**Work request**
Please copy exactly the lines that begin with the one containing "usize, found: usize" and end with the last line of the entries.

════════════════════

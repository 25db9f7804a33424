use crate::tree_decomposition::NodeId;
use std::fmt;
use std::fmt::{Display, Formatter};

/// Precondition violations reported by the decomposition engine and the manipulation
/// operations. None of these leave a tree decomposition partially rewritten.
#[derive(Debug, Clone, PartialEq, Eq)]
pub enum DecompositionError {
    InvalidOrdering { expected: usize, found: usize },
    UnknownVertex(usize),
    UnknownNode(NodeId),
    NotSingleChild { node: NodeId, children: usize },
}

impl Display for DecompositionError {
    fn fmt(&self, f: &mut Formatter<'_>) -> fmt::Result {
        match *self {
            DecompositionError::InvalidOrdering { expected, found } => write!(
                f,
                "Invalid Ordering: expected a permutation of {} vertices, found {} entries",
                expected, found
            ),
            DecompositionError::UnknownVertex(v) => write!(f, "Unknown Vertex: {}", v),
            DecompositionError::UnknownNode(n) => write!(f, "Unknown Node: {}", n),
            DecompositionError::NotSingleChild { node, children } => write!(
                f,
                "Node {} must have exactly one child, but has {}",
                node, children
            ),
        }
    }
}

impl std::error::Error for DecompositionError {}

════════════════════

**Answer to this exercise**
    InvalidOrdering { expected: usize, found: usize },
    UnknownVertex(usize),
    UnknownNode(NodeId),
    NotSingleChild { node: NodeId, children: usize },
}

impl Display for DecompositionError {
    fn fmt(&self, f: &mut Formatter<'_>) -> fmt::Result {
        match *self {
            DecompositionError::InvalidOrdering { expected, found } => write!(
                f,
                "Invalid Ordering: expected a permutation of {} vertices, found {} entries",
                expected, found
            ),
            DecompositionError::UnknownVertex(v) => write!(f, "Unknown Vertex: {}", v),
            DecompositionError::UnknownNode(n) => write!(f, "Unknown Node: {}", n),
            DecompositionError::NotSingleChild { node, children } => write!(
                f,
                "Node {} must have exactly one child, but has {}",
                node, children
            ),
        }
    }
}

impl std::error::Error for DecompositionError {}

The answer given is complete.